The improvement in profitability against a revenue decline reflects favorable input cost dynamics — raw materials, consumables and goods fell 5.6% to €399.7 million — and a lower effective tax rate of 27.1%, down from 28.7% in Q1 2025.
Segment and Geographic Performance
By application, the passenger car segment declined 3.4% and commercial vehicles fell 1.1%. Motorcycle applications grew 6.7%, while racing applications fell 4.0%. Geographically, China revenue dropped 14.7% on a reported basis (-9.8% at constant exchange rates), the steepest decline in the portfolio. India grew 7.1% on a reported basis and 25.5% at constant exchange rates, while France rose 12.8% and South America gained 8.5%. North American sales fell 3.2% on a reported basis but grew 6.6% at constant exchange rates.
Net financial debt of €692.9 million ($811 million) was down €85.7 million year-on-year and €26.3 million from year-end 2025, with net investments in the quarter totaling €72.1 million.

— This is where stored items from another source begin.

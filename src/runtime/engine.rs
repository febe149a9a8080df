/// Graph execution engine
///
/// Validates a workflow snapshot, orders it topologically and walks that
/// order one node at a time. Each step consults gate propagation, resolves
/// inputs from upstream outputs and awaits the node's computation before the
/// next node starts. Independent branches are never run concurrently, so the
/// order in which outputs are published matches the schedule exactly.

use crate::config::EngineConfig;
use crate::runtime::cycle::detect_cycle;
use crate::runtime::error::EngineError;
use crate::runtime::events::{ExecutionEvent, ExecutionObserver};
use crate::runtime::executor::{NodeExecutor, NodeOutcome, NodeRegistry};
use crate::runtime::gate::SkipSet;
use crate::runtime::graph::DependencyGraph;
use crate::runtime::resolver::resolve_inputs;
use crate::runtime::scheduler::topological_order;
use crate::workflow::types::{RunStatus, Workflow};
use chrono::{DateTime, Utc};
use serde::Serialize;
use serde_json::Value;
use std::{
    collections::HashMap,
    sync::{Arc, Mutex, MutexGuard},
};

/// Sequential DAG execution engine
///
/// Owns the engine-wide run status. Only one run may be `PROCESSING` at a
/// time; the engine is shared by reference (`Arc`) rather than reached
/// through a global.
pub struct ExecutionEngine {
    /// Node executor for dispatching computations
    executor: NodeExecutor,
    /// Receiver of status and output events
    observer: Arc<dyn ExecutionObserver>,
    /// Status and results of the current or most recent run
    state: Mutex<EngineState>,
}

#[derive(Debug, Default)]
struct EngineState {
    status: RunStatus,
    outputs: HashMap<String, Value>,
    outcomes: Vec<(String, NodeOutcome)>,
    last_error: Option<String>,
}

/// Summary of a successful run
#[derive(Debug, Clone, Serialize)]
#[serde(rename_all = "camelCase")]
pub struct RunReport {
    pub run_id: String,
    pub workflow_id: String,
    /// The execution order that was walked
    pub order: Vec<String>,
    /// Outcome of every node, in execution order
    pub outcomes: Vec<(String, NodeOutcome)>,
    /// Recorded outputs; skipped nodes are absent
    pub outputs: HashMap<String, Value>,
    pub started_at: DateTime<Utc>,
    pub finished_at: DateTime<Utc>,
}

impl RunReport {
    /// IDs of nodes pruned by closed gates, in execution order
    pub fn skipped(&self) -> Vec<&str> {
        self.outcomes
            .iter()
            .filter(|(_, outcome)| *outcome == NodeOutcome::Skipped)
            .map(|(id, _)| id.as_str())
            .collect()
    }
}

/// Ephemeral state of one run
///
/// Created fresh at the start of every run and dropped when it ends, so
/// nothing leaks from one run into the next.
struct ExecutionContext<'g> {
    run_id: String,
    /// Node lookup and incoming-edge lookup
    graph: &'g DependencyGraph,
    outputs: HashMap<String, Value>,
    skipped: SkipSet,
    outcomes: Vec<(String, NodeOutcome)>,
}

/// Ends a run in `ERROR` when its future is dropped before completion
///
/// Disarmed with `mem::forget` once the run finishes normally.
struct RunGuard<'e> {
    engine: &'e ExecutionEngine,
}

impl Drop for RunGuard<'_> {
    fn drop(&mut self) {
        {
            let mut state = self.engine.state();
            if state.status != RunStatus::Processing {
                return;
            }
            state.status = RunStatus::Error;
            state.last_error = Some(EngineError::RunAborted.to_string());
        }
        tracing::error!("❌ Run dropped before completion");
        self.engine.publish_status(RunStatus::Error);
    }
}

impl ExecutionEngine {
    /// Create an engine over a fixed computation registry
    pub fn new(registry: NodeRegistry, observer: Arc<dyn ExecutionObserver>, config: &EngineConfig) -> Self {
        Self {
            executor: NodeExecutor::new(registry, config.node_timeout()),
            observer,
            state: Mutex::new(EngineState::default()),
        }
    }

    pub fn registry(&self) -> &NodeRegistry {
        self.executor.registry()
    }

    pub fn status(&self) -> RunStatus {
        self.state().status
    }

    /// Outputs recorded by the current or most recent run
    pub fn outputs(&self) -> HashMap<String, Value> {
        self.state().outputs.clone()
    }

    /// Node outcomes of the current or most recent run, including a failure
    pub fn outcomes(&self) -> Vec<(String, NodeOutcome)> {
        self.state().outcomes.clone()
    }

    pub fn last_error(&self) -> Option<String> {
        self.state().last_error.clone()
    }

    /// Return to `IDLE` and forget the previous run's results
    ///
    /// Refused while a run is in progress.
    pub fn reset(&self) -> Result<(), EngineError> {
        {
            let mut state = self.state();
            if state.status == RunStatus::Processing {
                return Err(EngineError::RunInProgress);
            }
            *state = EngineState::default();
        }
        tracing::info!("🔄 Engine reset");
        self.publish_status(RunStatus::Idle);
        Ok(())
    }

    /// Execute a workflow snapshot
    ///
    /// Refused with `RunInProgress` while another run is processing. Every
    /// structural check (edge endpoints, duplicate IDs, target handles, node
    /// types, cycles) happens before the first node executes. Any error ends
    /// the run with status `ERROR`.
    pub async fn run(&self, workflow: &Workflow) -> Result<RunReport, EngineError> {
        {
            let mut state = self.state();
            if state.status == RunStatus::Processing {
                tracing::warn!("⏸️ Run requested for '{}' while another run is processing", workflow.id);
                return Err(EngineError::RunInProgress);
            }
            *state = EngineState {
                status: RunStatus::Processing,
                ..EngineState::default()
            };
        }
        self.publish_status(RunStatus::Processing);
        let guard = RunGuard { engine: self };

        let workflow_start_time = std::time::Instant::now();
        let result = self.execute_workflow(workflow).await;
        let workflow_duration = workflow_start_time.elapsed();
        std::mem::forget(guard);

        let status = {
            let mut state = self.state();
            match &result {
                Ok(_) => {
                    state.status = RunStatus::Done;
                    tracing::info!("🎉 Workflow '{}' completed in {:?}", workflow.id, workflow_duration);
                }
                Err(e) => {
                    state.status = RunStatus::Error;
                    state.last_error = Some(e.to_string());
                    tracing::error!("❌ Workflow '{}' failed after {:?}: {}", workflow.id, workflow_duration, e);
                }
            }
            state.status
        };
        self.publish_status(status);

        result
    }

    async fn execute_workflow(&self, workflow: &Workflow) -> Result<RunReport, EngineError> {
        let started_at = Utc::now();
        let run_id = uuid::Uuid::new_v4().to_string();

        tracing::info!(
            "🚀 Starting run {} of '{}' ({} nodes, {} edges)",
            run_id,
            workflow.id,
            workflow.nodes.len(),
            workflow.edges.len()
        );

        let graph = DependencyGraph::build(workflow)?;
        self.validate(workflow, &graph)?;
        let order = topological_order(&graph)?;

        let mut context = ExecutionContext {
            run_id,
            graph: &graph,
            outputs: HashMap::new(),
            skipped: SkipSet::new(),
            outcomes: Vec::with_capacity(order.len()),
        };

        for (step_num, node_id) in order.iter().enumerate() {
            tracing::info!("📍 Step {}/{}: '{}'", step_num + 1, order.len(), node_id);
            self.execute_step(&mut context, node_id).await?;
        }

        Ok(RunReport {
            run_id: context.run_id,
            workflow_id: workflow.id.clone(),
            order,
            outcomes: context.outcomes,
            outputs: context.outputs,
            started_at,
            finished_at: Utc::now(),
        })
    }

    /// Reject structurally invalid graphs before anything executes
    fn validate(&self, workflow: &Workflow, graph: &DependencyGraph) -> Result<(), EngineError> {
        if let Some(cycle) = detect_cycle(&workflow.edges) {
            return Err(EngineError::CycleDetected { cycle });
        }

        if let Some(edge) = workflow.edges.iter().find(|e| e.target_handle.is_none()) {
            return Err(EngineError::MissingTargetHandle {
                edge_id: edge.id.clone(),
            });
        }

        for node_id in graph.node_ids() {
            if let Some(node) = graph.node(node_id) {
                if !self.registry().contains(&node.node_type) {
                    return Err(EngineError::UnknownNodeType {
                        node_id: node.id.clone(),
                        node_type: node.node_type.clone(),
                    });
                }
            }
        }

        tracing::debug!("✅ Graph validation successful");
        Ok(())
    }

    async fn execute_step(&self, context: &mut ExecutionContext<'_>, node_id: &str) -> Result<(), EngineError> {
        if context.skipped.is_skipped(node_id) {
            tracing::debug!("⏭️ Skipping '{}' (closed gate upstream)", node_id);
            self.record(context, node_id, NodeOutcome::Skipped);
            self.observer.notify(ExecutionEvent::NodeSkipped {
                run_id: context.run_id.clone(),
                node_id: node_id.to_string(),
            });
            return Ok(());
        }

        let graph = context.graph;
        let Some(node) = graph.node(node_id) else {
            return Ok(());
        };

        let inputs = resolve_inputs(node, graph.incoming_edges(node_id), &context.outputs)?;

        self.observer.notify(ExecutionEvent::NodeStarted {
            run_id: context.run_id.clone(),
            node_id: node_id.to_string(),
        });

        let output = match self.executor.execute_node(node, inputs).await {
            Ok(output) => output,
            Err(e) => {
                self.record(context, node_id, NodeOutcome::Failed(e.to_string()));
                return Err(e);
            }
        };

        context.outputs.insert(node_id.to_string(), output.clone());
        self.state().outputs.insert(node_id.to_string(), output.clone());
        self.record(context, node_id, NodeOutcome::Executed(output.clone()));

        if node.is_gate() {
            context.skipped.apply_gate_output(graph, node_id, &output);
        }

        self.observer.notify(ExecutionEvent::NodeOutput {
            run_id: context.run_id.clone(),
            node_id: node_id.to_string(),
            output,
        });

        Ok(())
    }

    fn record(&self, context: &mut ExecutionContext<'_>, node_id: &str, outcome: NodeOutcome) {
        context.outcomes.push((node_id.to_string(), outcome.clone()));
        self.state().outcomes.push((node_id.to_string(), outcome));
    }

    fn publish_status(&self, status: RunStatus) {
        self.observer.notify(ExecutionEvent::StatusChanged { status });
    }

    fn state(&self) -> MutexGuard<'_, EngineState> {
        // State is plain data; a panic elsewhere cannot leave it half-written
        self.state.lock().unwrap_or_else(|poisoned| poisoned.into_inner())
    }
}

Sensify Reaches Series Production
Executive Chairman Matteo Tiraboschi tied the guidance upgrade to commercial momentum on Sensify, Brembo’s brake-by-wire platform that entered series production for an unnamed global manufacturer on May 4. “The first quarter of the year closed with solid results, despite a geopolitical and market context that remains complex. Margins are on the rise and cash generation further strengthens the Group’s financial structure. Looking ahead, we have announced important developments about Sensify, our intelligent braking platform: the start of series production for a leading global manufacturer and the signing of new contracts are paving the way for large-scale adoption in the coming years.“
The platform uses a fluid-free architecture that distributes braking control at the wheel, eliminating hydraulic circuits and centralized actuation. Brembo expects Sensify deployment to reach hundreds of thousands of vehicles per year as additional customer contracts ramp.
The production launch positions Brembo among the first Western tier-one suppliers to commercialize software-defined braking at scale, alongside competing dry brake-by-wire programs from Bosch, ZF, BWI Group, and Hitachi Astemo. Industry roadmaps surveyed in 2024 generally targeted dry by-wire deployment between 2025 and 2028 — a timeline Brembo’s Q1 production milestone sits squarely within.
Updated 2026 Outlook
Brembo’s revised 2026 guidance calls for revenues +3% at constant exchange rates (previously: in line with FY 2025), an EBITDA margin of approximately 16.5%, capital expenditures of about €350 million, and net financial debt below €700 million. The April 29 Annual General Meeting approved a gross dividend of €0.30 per ordinary share, payable May 20, and confirmed Daniele Schillaci as CEO and Tiraboschi as Executive Chairman through the 2029 AGM.